Rena menambahkan bahwa seluruh data desa telah diinput ke sistem dashboard Indeks Desa Kementerian Desa PDTT dan saat ini menunggu verifikasi berjenjang di tingkat provinsi dan kementerian.
Konsekuensi status desa bagi perencanaan daerah
Status Indeks Desa memberi gambaran kemandirian dan kapasitas desa dalam mengelola pembangunan lokal. Perubahan status dari Maju menjadi Mandiri umumnya mencerminkan perbaikan pada aspek kelembagaan, ekonomi lokal, layanan publik, dan kemampuan pengelolaan sumber daya. Bagi pemerintah kabupaten, data ini menjadi dasar prioritas program, pembinaan, serta alokasi pendampingan untuk desa yang masih perlu peningkatan.

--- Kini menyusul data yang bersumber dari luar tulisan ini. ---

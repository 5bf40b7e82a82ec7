//! CLI command-name contract for logging.

use crate::cli::parse::Commands;

/// Command name string for log records (e.g. "run", "plan").
pub fn command_name(command: &Commands) -> &'static str {
    match command {
        Commands::Run { .. } => "run",
        Commands::Once { .. } => "once",
        Commands::Plan { .. } => "plan",
        Commands::Config => "config",
    }
}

- Jumlah desa Mandiri: 174
- Jumlah desa Maju: 24
- Peningkatan dibanding 2025: 14 desa naik status dari Maju ke Mandiri
Tahapan berikutnya dan pengawasan verifikasi
Setelah pemutakhiran di tingkat kabupaten, data akan mengikuti prosedur verifikasi berjenjang oleh Pemerintah Provinsi Jawa Timur dan kementerian terkait. Verifikasi ini bertujuan memastikan akurasi pengisian indikator yang mengukur keberlanjutan pelayanan publik, produktivitas ekonomi lokal, serta kualitas tata kelola desa.
Pemkab Madiun dan DPMD diharapkan terus memonitor proses verifikasi tersebut serta menyiapkan dokumen pendukung bila diperlukan. Proses verifikasi yang ketat juga penting untuk mempertahankan kredibilitas data sebagai basis kebijakan desa dan daerah.

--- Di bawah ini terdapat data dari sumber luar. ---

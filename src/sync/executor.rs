//! Applies a sync plan to the replica tree
//!
//! Order within a pass: ensure the replica root, create directories
//! parent-first, copy and verify files, delete stale files, remove entries
//! without a UTF-8 name, delete stale directories deepest-first. Every
//! action is isolated: a failure is recorded in the pass result and the
//! remaining actions are still attempted.

use crate::actions::{ActionLog, LogLevel};
use crate::error::SyncError;
use crate::sync::cancel::CancelToken;
use crate::sync::plan::{CopyAction, CopyKind, SyncPlan};
use crate::sync::result::PassResult;
use crate::tree::hasher::{digest_file, Digest, BLOCK_SIZE};
use crate::tree::path;
use crate::tree::walker::{EntryKind, UnmappedEntry};
use std::fs::{self, File};
use std::io::{ErrorKind, Read, Write};
use std::path::Path;
use std::sync::Arc;
use tracing::debug;

pub struct Executor {
    log: Arc<dyn ActionLog>,
    cancel: CancelToken,
}

impl Executor {
    pub fn new(log: Arc<dyn ActionLog>) -> Self {
        Self {
            log,
            cancel: CancelToken::new(),
        }
    }

    pub fn with_cancel_token(mut self, cancel: CancelToken) -> Self {
        self.cancel = cancel;
        self
    }

    /// Apply `plan` and report what happened
    pub fn execute(&self, plan: SyncPlan, source_root: &Path, replica_root: &Path) -> PassResult {
        let mut result = PassResult::begin();
        let SyncPlan {
            create_dirs,
            copy_files,
            delete_files,
            delete_dirs,
            delete_unmapped,
            errors,
        } = plan;

        for planning_error in errors {
            self.fail(&mut result, planning_error.relative_path, planning_error.error);
        }

        match fs::create_dir_all(replica_root) {
            Ok(()) => {
                let mut applier = Applier {
                    executor: self,
                    source_root,
                    replica_root,
                    cleared: Vec::new(),
                    result: &mut result,
                };
                applier.apply(
                    &create_dirs,
                    &copy_files,
                    &delete_files,
                    &delete_unmapped,
                    &delete_dirs,
                );
            }
            Err(source) => self.fail(
                &mut result,
                ".",
                SyncError::Write {
                    path: replica_root.to_path_buf(),
                    source,
                },
            ),
        }

        result.finish();
        result
    }

    fn fail(&self, result: &mut PassResult, relative_path: impl Into<String>, error: SyncError) {
        let relative_path = relative_path.into();
        self.log
            .record(LogLevel::Error, &format!("{}: {}", relative_path, error));
        result.record_error(relative_path, error);
    }
}

/// State for one application of a plan
struct Applier<'a> {
    executor: &'a Executor,
    source_root: &'a Path,
    replica_root: &'a Path,
    /// Replica paths removed to make room for an entry of the other kind
    cleared: Vec<String>,
    result: &'a mut PassResult,
}

impl Applier<'_> {
    fn apply(
        &mut self,
        create_dirs: &[String],
        copy_files: &[CopyAction],
        delete_files: &[String],
        delete_unmapped: &[UnmappedEntry],
        delete_dirs: &[String],
    ) {
        for relative_path in create_dirs {
            if self.interrupted() {
                return;
            }
            self.create_dir(relative_path);
        }
        for action in copy_files {
            if self.interrupted() {
                return;
            }
            self.copy_file(action);
        }
        for relative_path in delete_files {
            if self.interrupted() {
                return;
            }
            self.delete_file(relative_path);
        }
        for entry in delete_unmapped {
            if self.interrupted() {
                return;
            }
            self.delete_unmapped(entry);
        }
        for relative_path in delete_dirs {
            if self.interrupted() {
                return;
            }
            self.delete_dir(relative_path);
        }
    }

    fn interrupted(&mut self) -> bool {
        if !self.executor.cancel.is_cancelled() {
            return false;
        }
        if !self.result.cancelled {
            self.result.cancelled = true;
            self.record(LogLevel::Warning, "Pass cancelled, remaining actions skipped".to_string());
        }
        true
    }

    fn create_dir(&mut self, relative_path: &str) {
        let target = path::to_native(self.replica_root, relative_path);
        match fs::symlink_metadata(&target) {
            Ok(metadata) if metadata.is_dir() => {
                debug!(relative_path, "Directory already present");
                return;
            }
            Ok(_) => {
                if let Err(source) = fs::remove_file(&target) {
                    self.fail(relative_path, SyncError::Delete { path: target, source });
                    return;
                }
                self.cleared.push(relative_path.to_string());
            }
            Err(_) => {}
        }

        match fs::create_dir(&target) {
            Ok(()) => {
                self.result.dirs_created += 1;
                self.record(LogLevel::Info, format!("Created directory {}", relative_path));
            }
            Err(source) => self.fail(relative_path, SyncError::Write { path: target, source }),
        }
    }

    fn copy_file(&mut self, action: &CopyAction) {
        let relative_path = action.relative_path.as_str();
        let source = path::to_native(self.source_root, relative_path);
        let target = path::to_native(self.replica_root, relative_path);

        if let Ok(metadata) = fs::symlink_metadata(&target) {
            let cleared = if metadata.is_dir() {
                fs::remove_dir_all(&target)
            } else if metadata.file_type().is_symlink() {
                fs::remove_file(&target)
            } else {
                Ok(())
            };
            if let Err(source) = cleared {
                self.fail(relative_path, SyncError::Delete { path: target, source });
                return;
            }
            if metadata.is_dir() {
                self.cleared.push(relative_path.to_string());
            }
        }

        match copy_verified(&source, &target) {
            Ok(digest) => {
                let verb = match action.kind {
                    CopyKind::Create => {
                        self.result.files_created += 1;
                        "Created"
                    }
                    CopyKind::Update => {
                        self.result.files_updated += 1;
                        "Updated"
                    }
                };
                debug!(relative_path, digest = %digest, "Copy verified");
                self.record(LogLevel::Info, format!("{} file {}", verb, relative_path));
            }
            Err(error) => self.fail(relative_path, error),
        }
    }

    fn delete_file(&mut self, relative_path: &str) {
        if self.is_cleared(relative_path) {
            self.result.files_deleted += 1;
            self.record(LogLevel::Info, format!("Deleted file {}", relative_path));
            return;
        }

        let target = path::to_native(self.replica_root, relative_path);
        match fs::remove_file(&target) {
            Ok(()) => {
                self.result.files_deleted += 1;
                self.record(LogLevel::Info, format!("Deleted file {}", relative_path));
            }
            Err(e) if e.kind() == ErrorKind::NotFound => {
                debug!(relative_path, "File already removed");
            }
            Err(source) => self.fail(relative_path, SyncError::Delete { path: target, source }),
        }
    }

    fn delete_dir(&mut self, relative_path: &str) {
        if self.is_cleared(relative_path) {
            self.result.dirs_deleted += 1;
            self.record(LogLevel::Info, format!("Deleted directory {}", relative_path));
            return;
        }

        let target = path::to_native(self.replica_root, relative_path);
        match fs::remove_dir(&target) {
            Ok(()) => {
                self.result.dirs_deleted += 1;
                self.record(LogLevel::Info, format!("Deleted directory {}", relative_path));
            }
            Err(e) if e.kind() == ErrorKind::NotFound => {
                debug!(relative_path, "Directory already removed");
            }
            Err(source) => self.fail(relative_path, SyncError::Delete { path: target, source }),
        }
    }

    /// Remove an entry that has no relative path key, whole subtree included
    fn delete_unmapped(&mut self, entry: &UnmappedEntry) {
        let display_path = entry.display_path.as_str();
        let (removed, noun) = if self.is_cleared(display_path) {
            (Ok(()), "entry")
        } else {
            match entry.kind {
                EntryKind::Directory => (fs::remove_dir_all(&entry.absolute_path), "directory"),
                EntryKind::File => (fs::remove_file(&entry.absolute_path), "file"),
            }
        };

        match removed {
            Ok(()) => {
                match entry.kind {
                    EntryKind::Directory => self.result.dirs_deleted += 1,
                    EntryKind::File => self.result.files_deleted += 1,
                }
                self.record(LogLevel::Info, format!("Deleted {} {}", noun, display_path));
            }
            Err(e) if e.kind() == ErrorKind::NotFound => {
                debug!(display_path, "Entry already removed");
            }
            Err(source) => self.fail(
                display_path,
                SyncError::Delete {
                    path: entry.absolute_path.clone(),
                    source,
                },
            ),
        }
    }

    fn is_cleared(&self, relative_path: &str) -> bool {
        self.cleared
            .iter()
            .any(|cleared| path::is_within(cleared, relative_path))
    }

    fn record(&self, level: LogLevel, message: String) {
        self.executor.log.record(level, &message);
    }

    fn fail(&mut self, relative_path: &str, error: SyncError) {
        self.executor.fail(self.result, relative_path, error);
    }
}

/// Stream `source` into `target` and verify the written bytes
///
/// The source digest is folded while copying; the replica digest is then
/// recomputed from disk. Returns the verified digest.
pub fn copy_verified(source: &Path, target: &Path) -> Result<Digest, SyncError> {
    let read_error = |e| SyncError::Read {
        path: source.to_path_buf(),
        source: e,
    };
    let write_error = |e| SyncError::Write {
        path: target.to_path_buf(),
        source: e,
    };

    let mut reader = File::open(source).map_err(read_error)?;
    let mut writer = File::create(target).map_err(write_error)?;
    let mut hasher = blake3::Hasher::new();
    let mut buffer = vec![0u8; BLOCK_SIZE];

    loop {
        let bytes_read = match reader.read(&mut buffer) {
            Ok(0) => break,
            Ok(n) => n,
            Err(e) if e.kind() == ErrorKind::Interrupted => continue,
            Err(e) => return Err(read_error(e)),
        };
        hasher.update(&buffer[..bytes_read]);
        writer.write_all(&buffer[..bytes_read]).map_err(write_error)?;
    }
    writer.flush().map_err(write_error)?;
    drop(writer);

    verify_written(target, Digest::from(hasher.finalize()))
}

/// Re-read `target` from disk and compare it against the digest of the
/// bytes that were written
fn verify_written(target: &Path, expected: Digest) -> Result<Digest, SyncError> {
    let actual = digest_file(target)?;
    if expected != actual {
        return Err(SyncError::Integrity {
            path: target.to_path_buf(),
            expected,
            actual,
        });
    }
    Ok(actual)
}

Implikasi bagi masyarakat desa
Bagi warga desa, peningkatan status menjadi Mandiri berpotensi membuka akses lebih baik terhadap program pemberdayaan, pengembangan infrastruktur, dan dukungan teknis. Namun, perubahan status juga menuntut konsolidasi pengelolaan keuangan desa, transparansi, dan partisipasi masyarakat agar capaian tersebut berkelanjutan dan berdampak nyata pada kesejahteraan lokal.
| Keterangan | 2025 | 2026 (sementara) |
|---|---|---|
| Desa berstatus Mandiri | 160 | 174 |
| Desa berstatus Maju | 38 | 24 |
Data resmi final akan bergantung pada hasil verifikasi provinsi dan kementerian. Pemantauan lanjutan oleh publik dan pemangku kebijakan lokal penting untuk memastikan data Indeks Desa menjadi alat yang efektif dalam memperbaiki pelayanan dan pembangunan desa di wilayah Kabupaten Madiun.